§ **AIM OF THE TASK**:
On the basis of the records below, report how many lines contain the word "format". Nothing else should be given.

§ **DATASET EXCERPTS**:
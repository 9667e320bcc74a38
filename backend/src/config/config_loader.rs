use std::str::FromStr;

use anyhow::{Context, Result};

use crate::config::{
    config_model::{
        Auth, BackendServer, Checkout, Database, DotEnvyConfig, Gateway, ResultPages,
    },
    stage::Stage,
};

const DEFAULT_ZARINPAL_API_BASE: &str = "https://payment.zarinpal.com";
const DEFAULT_ZARINPAL_START_PAY_BASE: &str = "https://payment.zarinpal.com/pg/StartPay";

pub fn load() -> Result<DotEnvyConfig> {
    dotenvy::dotenv().ok();
    load_from(|key| std::env::var(key).ok())
}

pub(crate) fn load_from(lookup: impl Fn(&str) -> Option<String>) -> Result<DotEnvyConfig> {
    let env = Env(&lookup);

    let backend_server = BackendServer {
        port: env.parsed("SERVER_PORT_BACKEND")?,
        body_limit: env.parsed("SERVER_BODY_LIMIT")?,
        timeout: env.parsed("SERVER_TIMEOUT")?,
    };

    let database = Database {
        url: env.required("DATABASE_URL")?,
    };

    let auth = Auth {
        jwt_secret: env.required("AUTH_JWT_SECRET")?,
    };

    let gateway = Gateway {
        merchant_id: env.required("ZARINPAL_MERCHANT_ID")?,
        api_base: env.or("ZARINPAL_API_BASE", DEFAULT_ZARINPAL_API_BASE),
        start_pay_base: env.or("ZARINPAL_START_PAY_BASE", DEFAULT_ZARINPAL_START_PAY_BASE),
        callback_url: env.required("PAYMENT_CALLBACK_URL")?,
        timeout_seconds: env.parsed_or("GATEWAY_TIMEOUT_SECONDS", 10)?,
    };

    let checkout = Checkout {
        coupon_timeout_seconds: env.parsed_or("COUPON_TIMEOUT_SECONDS", 5)?,
    };

    let result_pages = ResultPages {
        success_url: env.or("PAYMENT_SUCCESS_URL", "/payment/success"),
        failure_url: env.or("PAYMENT_FAILURE_URL", "/payment/failure"),
    };

    Ok(DotEnvyConfig {
        backend_server,
        database,
        auth,
        gateway,
        checkout,
        result_pages,
    })
}

pub fn get_stage() -> Stage {
    dotenvy::dotenv().ok();

    let stage_str = std::env::var("STAGE").unwrap_or_default();
    Stage::try_from(&stage_str).unwrap_or_default()
}

pub fn get_auth_secret() -> Result<Auth> {
    dotenvy::dotenv().ok();

    Ok(Auth {
        jwt_secret: std::env::var("AUTH_JWT_SECRET").context("AUTH_JWT_SECRET is invalid")?,
    })
}

struct Env<'a, F: Fn(&str) -> Option<String>>(&'a F);

impl<F: Fn(&str) -> Option<String>> Env<'_, F> {
    fn get(&self, key: &str) -> Option<String> {
        (self.0)(key)
            .map(|value| value.trim().to_string())
            .filter(|value| !value.is_empty())
    }

    fn required(&self, key: &str) -> Result<String> {
        self.get(key).with_context(|| format!("{key} is invalid"))
    }

    fn or(&self, key: &str, default: &str) -> String {
        self.get(key).unwrap_or_else(|| default.to_string())
    }

    fn parsed<T>(&self, key: &str) -> Result<T>
    where
        T: FromStr,
        T::Err: std::error::Error + Send + Sync + 'static,
    {
        self.required(key)?
            .parse()
            .with_context(|| format!("{key} is invalid"))
    }

    fn parsed_or<T>(&self, key: &str, default: T) -> Result<T>
    where
        T: FromStr,
        T::Err: std::error::Error + Send + Sync + 'static,
    {
        match self.get(key) {
            Some(raw) => raw.parse().with_context(|| format!("{key} is invalid")),
            None => Ok(default),
        }
    }
}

§ **ANSWER AREA**:
3